DNA adenine methylation (Dam) MTase serves a very important epigenetic process that transfers a methyl group on an adenine residue including N6-methyladenosine (m6A). A variety of evidence have demonstrated that m6A methylation plays a significant role in modulating genes in human disease and development. Hence, a modular DNA-incorporated AIEgen probe (TPE-Py-DNA) was specifically developed for detection and imaging of Dam MTase. TPE-Py-DNA consisted of two modules: a "turn-on" fluorescent AIEgen (TPE-Py) and a DNA sequence (Alk-DNA) involved in specific recognition of the targeted strand. The TPE-Py-DNA probe was dispersed and almost nonfluorescent in an aqueous environment. On the contrary, the TPE-Py-DNA molecule was digested based on the target-recycling strategy in assistance with exonuclease III (Exo III) when Dam MTase was presented, finally releasing aggregated AIEgens to produce a remarkably increased fluorescence signal.
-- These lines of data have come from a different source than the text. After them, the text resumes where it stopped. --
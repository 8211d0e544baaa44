use actix_cors::Cors;
use actix_web::{middleware::Logger, web, App, HttpServer};
use env_logger::Env;
use log::{error, info, warn};

use trip_planner_api::config::AppConfig;
use trip_planner_api::routes;
use trip_planner_api::services::travel_plan_service::PlanPipeline;

const HOST: &str = "0.0.0.0";
const PORT: u16 = 8080;

#[actix_web::main]
async fn main() -> std::io::Result<()> {
    if cfg!(debug_assertions) {
        dotenv::dotenv().ok();
    }

    env_logger::init_from_env(Env::default().default_filter_or("info"));
    info!("Application starting...");

    let host = std::env::var("HOST").unwrap_or_else(|_| HOST.to_string());
    let port: u16 = std::env::var("PORT")
        .unwrap_or_else(|_| PORT.to_string())
        .parse()
        .unwrap_or(PORT);

    let config = AppConfig::from_env();
    if config.generation.api_key.is_none() {
        warn!("GEMINI_API_KEY not set; plan requests will fail unless mock mode is used");
    }
    if config.mock_mode {
        info!("USE_MOCK_MODE is on; generation and geocoding are bypassed");
    }

    let pipeline = PlanPipeline::from_config(&config).map_err(|e| {
        error!("Failed to build plan pipeline: {}", e);
        std::io::Error::new(std::io::ErrorKind::Other, e.to_string())
    })?;
    info!(
        "Plan pipeline ready: mode={}, geocoders={:?}, static maps={:?}",
        pipeline.generation_mode().as_str(),
        pipeline.geocoders(),
        pipeline.static_map_providers()
    );

    let config = web::Data::new(config);
    let pipeline = web::Data::new(pipeline);

    info!("Starting HTTP server on {}:{}", host, port);

    HttpServer::new(move || {
        App::new()
            .wrap(Logger::default())
            .wrap(
                Cors::default()
                    .allow_any_origin()
                    .allow_any_method()
                    .allow_any_header()
                    .max_age(3600),
            )
            .app_data(config.clone())
            .app_data(pipeline.clone())
            .configure(routes::configure)
    })
    .bind((host, port))?
    .run()
    .await
}
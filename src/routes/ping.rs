use actix_web::{web, HttpResponse, Responder};
use serde_json::json;

use crate::config::AppConfig;

/*
    /api/ping
*/
pub async fn ping(config: web::Data<AppConfig>) -> impl Responder {
    HttpResponse::Ok().json(json!({ "message": config.ping_message }))
}
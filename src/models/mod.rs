pub mod budget;
pub mod geo;
pub mod plan;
Therefore, the detection limit toward Dam MTase was as low as 3.1 × 10-5 U mL-1, and the fluorescent signal could be used to detect Dam MTase activities in real samples and screen its inhibitors. More importantly, the Dam MTase expression was visualized in E. coli cells via CLMS imaging and confirmed in E. coli cell-bearing tissues. In this vein, our results demonstrated that the TPE-Py-DNA probe is a potent tool for the Dam MTase detection and imaging as well as offers an efficient biosensing platform for further investigation of disease pathway and carcinogenesis.